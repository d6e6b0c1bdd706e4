//! Named shared queues
//!
//! A plugin registers a queue under a name and is notified through
//! `on_queue_ready` whenever data is enqueued. Other plugins (or VMs) find
//! the queue with [`resolve`].

use crate::error::Result;
use crate::hostcall;
use proxywasm_api::HostError;

/// Register a queue owned by the active plugin; returns its id
pub fn register(name: &str) -> Result<u32> {
    let mut queue_id = 0;
    hostcall::host()
        .register_shared_queue(name.as_bytes(), &mut queue_id)
        .into_result()?;
    Ok(queue_id)
}

/// Find a queue registered by `vm_id`; `None` when no such queue exists
pub fn resolve(vm_id: &str, name: &str) -> Result<Option<u32>> {
    let mut queue_id = 0;
    match hostcall::host()
        .resolve_shared_queue(vm_id.as_bytes(), name.as_bytes(), &mut queue_id)
        .into_result()
    {
        Ok(()) => Ok(Some(queue_id)),
        Err(HostError::NotFound) => Ok(None),
        Err(err) => Err(err.into()),
    }
}

/// Push `data` onto a queue
pub fn enqueue(queue_id: u32, data: &[u8]) -> Result<()> {
    hostcall::host()
        .enqueue_shared_queue(queue_id, data)
        .into_result()?;
    Ok(())
}

/// Pop the oldest item; an empty queue is [`HostError::Empty`]
pub fn dequeue(queue_id: u32) -> Result<Vec<u8>> {
    let mut data = Vec::new();
    hostcall::host()
        .dequeue_shared_queue(queue_id, &mut data)
        .into_result()?;
    Ok(data)
}
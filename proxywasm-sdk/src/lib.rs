//! proxywasm-sdk: SDK for writing Proxy-Wasm filters in Rust
//!
//! A filter implements the context traits and registers its VM context with
//! [`main!`]. The SDK exports the `proxy_on_*` entry points, routes every
//! host call to the right context object, and wraps the host imports in
//! typed functions grouped by concern.
//!
//! ## Quick Start
//!
//! ```rust,ignore
//! use proxywasm_sdk::prelude::*;
//!
//! struct Root;
//! struct AddHeader;
//!
//! impl VmContext for Root {
//!     fn new_plugin_context(&mut self, _context_id: u32) -> Box<dyn PluginContext> {
//!         Box::new(Root)
//!     }
//! }
//!
//! impl PluginContext for Root {
//!     fn new_http_context(&mut self, _context_id: u32) -> Option<Box<dyn HttpContext>> {
//!         Some(Box::new(AddHeader))
//!     }
//! }
//!
//! impl HttpContext for AddHeader {
//!     fn on_http_request_headers(&mut self, _num_headers: usize, _end_of_stream: bool) -> Action {
//!         let _ = http::set_http_request_header("test", "best");
//!         Action::Continue
//!     }
//! }
//!
//! proxywasm_sdk::main!(Root);
//! ```
//!
//! ## Modules
//!
//! | Module | Concern |
//! |--------|---------|
//! | [`http`] | request/response headers, bodies, trailers, local responses |
//! | [`tcp`] | downstream/upstream data |
//! | [`callout`] | out-of-band HTTP calls |
//! | [`shared_data`], [`queue`] | state shared between plugins |
//! | [`metrics`] | counters, gauges, histograms |
//! | [`property`] | host attributes |
//! | [`plugin`] | configuration, tick, clock, effective context |
//! | [`logging`] | host log and `tracing` integration |
//! | [`hostcall`] | raw import surface and host resolver |

pub mod buffer;
pub mod callout;
pub mod context;
pub mod dispatcher;
pub mod error;
pub mod exports;
pub mod hostcall;
pub mod http;
pub mod logging;
pub mod memory;
pub mod metrics;
pub mod plugin;
pub mod property;
pub mod queue;
pub mod shared_data;
pub mod tcp;

pub use context::{
    DefaultPluginContext, DefaultVmContext, HttpContext, PluginContext, TcpContext, VmContext,
};
pub use dispatcher::set_vm_context;
pub use error::{Error, Result};
pub use proxywasm_api;

/// Prelude module for convenient imports
pub mod prelude {
    pub use crate::context::{HttpContext, PluginContext, TcpContext, VmContext};
    pub use crate::metrics::{Counter, Gauge, Histogram};
    pub use crate::{callout, http, logging, plugin, property, queue, shared_data, tcp};
    pub use crate::{Error, Result};
    pub use proxywasm_api::{Action, HostError, LogLevel, PeerType, Status};
}

/// Register the VM context and generate the module initializer
///
/// On `wasm32` this emits `_initialize`, which the host runs before any
/// other export: it installs the panic hook and the host log layer, then
/// registers the VM context built by `$vm`.
///
/// ```rust,ignore
/// proxywasm_sdk::main!(MyVm::default());
/// ```
#[macro_export]
macro_rules! main {
    ($vm:expr) => {
        #[cfg(target_arch = "wasm32")]
        #[no_mangle]
        pub extern "C" fn _initialize() {
            $crate::logging::set_panic_hook();
            $crate::logging::init();
            $crate::set_vm_context(::std::boxed::Box::new($vm));
        }
    };
}
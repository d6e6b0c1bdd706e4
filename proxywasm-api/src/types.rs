//! Proxy-Wasm ABI v0.2.1 enumerations
//!
//! Every enum here crosses the host boundary as a plain integer. Conversions
//! from the wire are fallible (`TryFrom<u32>`), conversions to the wire are
//! total (`as u32` through the `repr`).

use serde::{Deserialize, Serialize};
use std::fmt;

/// Result status returned by every host function
#[repr(u32)]
#[derive(Debug, Clone, Copy, PartialEq, Eq, Hash)]
pub enum Status {
    Ok = 0,
    NotFound = 1,
    BadArgument = 2,
    SerializationFailure = 3,
    ParseFailure = 4,
    BadExpression = 5,
    InvalidMemoryAccess = 6,
    Empty = 7,
    CasMismatch = 8,
    ResultMismatch = 9,
    InternalFailure = 10,
    BrokenConnection = 11,
    Unimplemented = 12,
}

impl Status {
    /// Raw ABI value
    pub fn as_raw(self) -> u32 {
        self as u32
    }

    /// Decode a raw status; unknown codes collapse to `InternalFailure`
    pub fn from_raw(raw: u32) -> Self {
        match raw {
            0 => Self::Ok,
            1 => Self::NotFound,
            2 => Self::BadArgument,
            3 => Self::SerializationFailure,
            4 => Self::ParseFailure,
            5 => Self::BadExpression,
            6 => Self::InvalidMemoryAccess,
            7 => Self::Empty,
            8 => Self::CasMismatch,
            9 => Self::ResultMismatch,
            11 => Self::BrokenConnection,
            12 => Self::Unimplemented,
            _ => Self::InternalFailure,
        }
    }

    pub fn is_ok(self) -> bool {
        self == Self::Ok
    }
}

impl fmt::Display for Status {
    fn fmt(&self, f: &mut fmt::Formatter<'_>) -> fmt::Result {
        let name = match self {
            Self::Ok => "ok",
            Self::NotFound => "not-found",
            Self::BadArgument => "bad-argument",
            Self::SerializationFailure => "serialization-failure",
            Self::ParseFailure => "parse-failure",
            Self::BadExpression => "bad-expression",
            Self::InvalidMemoryAccess => "invalid-memory-access",
            Self::Empty => "empty",
            Self::CasMismatch => "cas-mismatch",
            Self::ResultMismatch => "result-mismatch",
            Self::InternalFailure => "internal-failure",
            Self::BrokenConnection => "broken-connection",
            Self::Unimplemented => "unimplemented",
        };
        f.write_str(name)
    }
}

/// Value returned by traffic hooks to tell the host whether to proceed
#[repr(u32)]
#[derive(Debug, Clone, Copy, PartialEq, Eq, Hash, Default, Serialize, Deserialize)]
#[serde(rename_all = "snake_case")]
pub enum Action {
    #[default]
    Continue = 0,
    Pause = 1,
}

impl Action {
    pub fn as_raw(self) -> u32 {
        self as u32
    }
}

/// Host log levels
#[repr(u32)]
#[derive(
    Debug, Clone, Copy, PartialEq, Eq, PartialOrd, Ord, Hash, Default, Serialize, Deserialize,
)]
#[serde(rename_all = "snake_case")]
pub enum LogLevel {
    Trace = 0,
    Debug = 1,
    #[default]
    Info = 2,
    Warn = 3,
    Error = 4,
    Critical = 5,
}

impl LogLevel {
    pub const ALL: [LogLevel; 6] = [
        Self::Trace,
        Self::Debug,
        Self::Info,
        Self::Warn,
        Self::Error,
        Self::Critical,
    ];
}

impl TryFrom<u32> for LogLevel {
    type Error = Status;

    fn try_from(raw: u32) -> Result<Self, Status> {
        Self::ALL
            .get(raw as usize)
            .copied()
            .ok_or(Status::BadArgument)
    }
}

/// Header and trailer maps addressable through the header-map imports
#[repr(u32)]
#[derive(Debug, Clone, Copy, PartialEq, Eq, Hash)]
pub enum MapType {
    HttpRequestHeaders = 0,
    HttpRequestTrailers = 1,
    HttpResponseHeaders = 2,
    HttpResponseTrailers = 3,
    GrpcReceiveInitialMetadata = 4,
    GrpcReceiveTrailingMetadata = 5,
    HttpCallResponseHeaders = 6,
    HttpCallResponseTrailers = 7,
}

impl TryFrom<u32> for MapType {
    type Error = Status;

    fn try_from(raw: u32) -> Result<Self, Status> {
        Ok(match raw {
            0 => Self::HttpRequestHeaders,
            1 => Self::HttpRequestTrailers,
            2 => Self::HttpResponseHeaders,
            3 => Self::HttpResponseTrailers,
            4 => Self::GrpcReceiveInitialMetadata,
            5 => Self::GrpcReceiveTrailingMetadata,
            6 => Self::HttpCallResponseHeaders,
            7 => Self::HttpCallResponseTrailers,
            _ => return Err(Status::BadArgument),
        })
    }
}

/// Byte buffers addressable through `get_buffer_bytes`/`set_buffer_bytes`
#[repr(u32)]
#[derive(Debug, Clone, Copy, PartialEq, Eq, Hash)]
pub enum BufferType {
    HttpRequestBody = 0,
    HttpResponseBody = 1,
    DownstreamData = 2,
    UpstreamData = 3,
    HttpCallResponseBody = 4,
    GrpcReceiveBuffer = 5,
    VmConfiguration = 6,
    PluginConfiguration = 7,
}

impl TryFrom<u32> for BufferType {
    type Error = Status;

    fn try_from(raw: u32) -> Result<Self, Status> {
        Ok(match raw {
            0 => Self::HttpRequestBody,
            1 => Self::HttpResponseBody,
            2 => Self::DownstreamData,
            3 => Self::UpstreamData,
            4 => Self::HttpCallResponseBody,
            5 => Self::GrpcReceiveBuffer,
            6 => Self::VmConfiguration,
            7 => Self::PluginConfiguration,
            _ => return Err(Status::BadArgument),
        })
    }
}

/// Streams that can be resumed or closed
#[repr(u32)]
#[derive(Debug, Clone, Copy, PartialEq, Eq, Hash)]
pub enum StreamType {
    HttpRequest = 0,
    HttpResponse = 1,
    Downstream = 2,
    Upstream = 3,
}

impl TryFrom<u32> for StreamType {
    type Error = Status;

    fn try_from(raw: u32) -> Result<Self, Status> {
        Ok(match raw {
            0 => Self::HttpRequest,
            1 => Self::HttpResponse,
            2 => Self::Downstream,
            3 => Self::Upstream,
            _ => return Err(Status::BadArgument),
        })
    }
}

/// Metric kinds
#[repr(u32)]
#[derive(Debug, Clone, Copy, PartialEq, Eq, Hash)]
pub enum MetricType {
    Counter = 0,
    Gauge = 1,
    Histogram = 2,
}

impl TryFrom<u32> for MetricType {
    type Error = Status;

    fn try_from(raw: u32) -> Result<Self, Status> {
        Ok(match raw {
            0 => Self::Counter,
            1 => Self::Gauge,
            2 => Self::Histogram,
            _ => return Err(Status::BadArgument),
        })
    }
}

/// Which side closed a TCP connection
#[repr(u32)]
#[derive(Debug, Clone, Copy, PartialEq, Eq, Hash, Default)]
pub enum PeerType {
    #[default]
    Unknown = 0,
    Local = 1,
    Remote = 2,
}

impl From<u32> for PeerType {
    fn from(raw: u32) -> Self {
        match raw {
            1 => Self::Local,
            2 => Self::Remote,
            _ => Self::Unknown,
        }
    }
}

/// Write mode for `set_buffer_bytes`
///
/// The host distinguishes the three modes only through the `(start, max_size)`
/// pair passed alongside the data; no other combination is valid.
#[derive(Debug, Clone, Copy, PartialEq, Eq, Hash)]
pub enum BufferMode {
    Append,
    Prepend,
    Replace,
}

/// Sentinel used for "end of buffer" and "whole buffer" in `set_buffer_bytes`
pub const BUFFER_SENTINEL: usize = i32::MAX as usize;

impl BufferMode {
    /// `(start, max_size)` pair the host expects for this mode
    pub fn range(self) -> (usize, usize) {
        match self {
            Self::Append => (BUFFER_SENTINEL, 0),
            Self::Prepend => (0, 0),
            Self::Replace => (0, BUFFER_SENTINEL),
        }
    }

    /// Recover the mode from a `(start, max_size)` pair
    pub fn from_range(start: usize, max_size: usize) -> Option<Self> {
        match (start, max_size) {
            (BUFFER_SENTINEL, 0) => Some(Self::Append),
            (0, 0) => Some(Self::Prepend),
            (0, BUFFER_SENTINEL) => Some(Self::Replace),
            _ => None,
        }
    }
}

#[cfg(test)]
mod tests {
    use super::*;

    #[test]
    fn test_status_from_raw() {
        assert_eq!(Status::from_raw(0), Status::Ok);
        assert_eq!(Status::from_raw(8), Status::CasMismatch);
        assert_eq!(Status::from_raw(12), Status::Unimplemented);
        assert_eq!(Status::from_raw(999), Status::InternalFailure);
        assert_eq!(Status::CasMismatch.to_string(), "cas-mismatch");
    }

    #[test]
    fn test_action_raw_values() {
        assert_eq!(Action::Continue.as_raw(), 0);
        assert_eq!(Action::Pause.as_raw(), 1);
        assert_eq!(Action::default(), Action::Continue);
    }

    #[test]
    fn test_log_level_conversion() {
        assert_eq!(LogLevel::try_from(5), Ok(LogLevel::Critical));
        assert_eq!(LogLevel::try_from(6), Err(Status::BadArgument));
        assert!(LogLevel::Warn > LogLevel::Info);

        let level: LogLevel = serde_json::from_str("\"warn\"").unwrap();
        assert_eq!(level, LogLevel::Warn);
    }

    #[test]
    fn test_buffer_mode_sentinels() {
        assert_eq!(BufferMode::Append.range(), (i32::MAX as usize, 0));
        assert_eq!(BufferMode::Prepend.range(), (0, 0));
        assert_eq!(BufferMode::Replace.range(), (0, i32::MAX as usize));

        for mode in [BufferMode::Append, BufferMode::Prepend, BufferMode::Replace] {
            let (start, max) = mode.range();
            assert_eq!(BufferMode::from_range(start, max), Some(mode));
        }
        assert_eq!(BufferMode::from_range(3, 4), None);
    }

    #[test]
    fn test_map_and_buffer_types() {
        assert_eq!(MapType::try_from(6), Ok(MapType::HttpCallResponseHeaders));
        assert!(MapType::try_from(8).is_err());
        assert_eq!(BufferType::try_from(7), Ok(BufferType::PluginConfiguration));
        assert_eq!(StreamType::try_from(2), Ok(StreamType::Downstream));
        assert_eq!(MetricType::try_from(2), Ok(MetricType::Histogram));
        assert_eq!(PeerType::from(2), PeerType::Remote);
    }
}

> [About this exercise]: Starting at the first line of the entries above, please extract each line up to and including the line with "pub fn resolve(vm_id: &str, name: &str)", unchanged, and add nothing.

> [Solution for this problem]:
repository d6e6b0c1bdd706e4
//! Named shared queues
//!
//! A plugin registers a queue under a name and is notified through
//! `on_queue_ready` whenever data is enqueued. Other plugins (or VMs) find
//! the queue with [`resolve`].

use crate::error::Result;
use crate::hostcall;
use proxywasm_api::HostError;

/// Register a queue owned by the active plugin; returns its id
pub fn register(name: &str) -> Result<u32> {
    let mut queue_id = 0;
    hostcall::host()
        .register_shared_queue(name.as_bytes(), &mut queue_id)
        .into_result()?;
    Ok(queue_id)
}

/// Find a queue registered by `vm_id`; `None` when no such queue exists
pub fn resolve(vm_id: &str, name: &str) -> Result<Option<u32>> {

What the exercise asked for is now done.